Las dependencias de la fortaleza
habían sido transformadas en museos, como el de historia natural o el
arqueológico. En este último, Fernando y yo entablamos conversación con una de
las celadoras de ojos azules y pelo rubio, muy dispuesta y encantadora. Cuando
sonrió mostró varios dientes forrados en oro, algo que ya habíamos contemplado
antes con cierta asiduidad, como si con ello quisieran demostrar cierto nivel
económico. Los dos nos quedamos pasmados. También porque nos señalaba una foto
de un antiguo yacimiento a 60 kilómetros de la ciudad, Paikend, en el que
estuvo “Alexander Makedonski”, Alejandro Magno para nosotros. Sabíamos que
había conquistado la Transoxiana, los territorios de Sogdia y Bactria, y con
esta confidencia lo situábamos más concretamente.

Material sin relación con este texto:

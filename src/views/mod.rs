// SPDX-License-Identifier: MIT
// Copyright 2026 Roland Dreier <roland@rolandd.dev>

//! View reconcilers.
//!
//! Each view owns its state behind a `watch` channel and routes every
//! mutation, fetched or pushed, through one reducer. Async work is bound to
//! the view's [`ViewScope`]; results that resolve after unmount are dropped.

pub mod board;
pub mod chat;
pub mod dashboard;
pub mod projects;

pub use board::{BoardAction, BoardState, BoardView};
pub use chat::{ChatEvent, ChatPhase, ChatState, ChatView};
pub use dashboard::DashboardView;
pub use projects::{ProjectsState, ProjectsView};

use std::future::Future;
use tokio_util::sync::CancellationToken;

/// Cancellation scope tied to a mounted view. Cancels on drop.
#[derive(Debug, Default)]
pub struct ViewScope {
    cancel: CancellationToken,
}

impl ViewScope {
    pub fn new() -> Self {
        Self::default()
    }

    pub fn is_active(&self) -> bool {
        !self.cancel.is_cancelled()
    }

    pub fn token(&self) -> CancellationToken {
        self.cancel.clone()
    }

    /// Run `fut` unless the view is torn down first.
    pub async fn run<F: Future>(&self, fut: F) -> Option<F::Output> {
        guarded(&self.cancel, fut).await
    }

    pub fn close(&self) {
        self.cancel.cancel();
    }
}

impl Drop for ViewScope {
    fn drop(&mut self) {
        self.cancel.cancel();
    }
}

/// Run `fut` unless `cancel` fires first.
pub(crate) async fn guarded<F: Future>(cancel: &CancellationToken, fut: F) -> Option<F::Output> {
    tokio::select! {
        biased;
        _ = cancel.cancelled() => None,
        out = fut => if cancel.is_cancelled() { None } else { Some(out) },
    }
}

Ambos nos interesamos por el
mundo previo a la conquista árabe y a lo referente al zoroastrismo, una
religión que para nosotros era todo un misterio y que apareció salpicando
varios lugares del recorrido, lo cual nos permitió recopilar información sobre
ella. Su prolongación en el tiempo eran los parsis de la India. De lo que no parecía
quedar rastro alguno era sobre la religión mitraica, que siempre creí era
originaria de Persia y que tuvo adeptos por estos pagos aunque tuvo sus mayores
adeptos en los soldados romanos.
No reunimos con el grupo en el
patio de las recepciones o del trono. La sala abierta o iwan, en donde se sentaba el soberano con su corte, tenía una
estructura similar a la de los pórticos de las últimas mezquitas que habíamos
contemplado. Allí recibía el emir a sus súbditos, que podían acudir los días
señalados para plantear sus peticiones o quejas o solicitar justicia. Para
ello, había que pasar los filtros burocráticos correspondientes y pagar una
cantidad a modo de tasa. Para las personalidades o los nobles había otro lugar
de recepciones.
Como recuerdo de aquella época
había un trono, vestimentas varias y alguna arma antigua, lo que nos animó, a
Fernando y a mí, a disfrazarnos y posar en posturas regias. Desde el fondo, nos
frieron a fotografías los compañeros y algún que otro turista, que dios sabe
qué pensó sobre nosotros. No hay nada como hacer el ganso.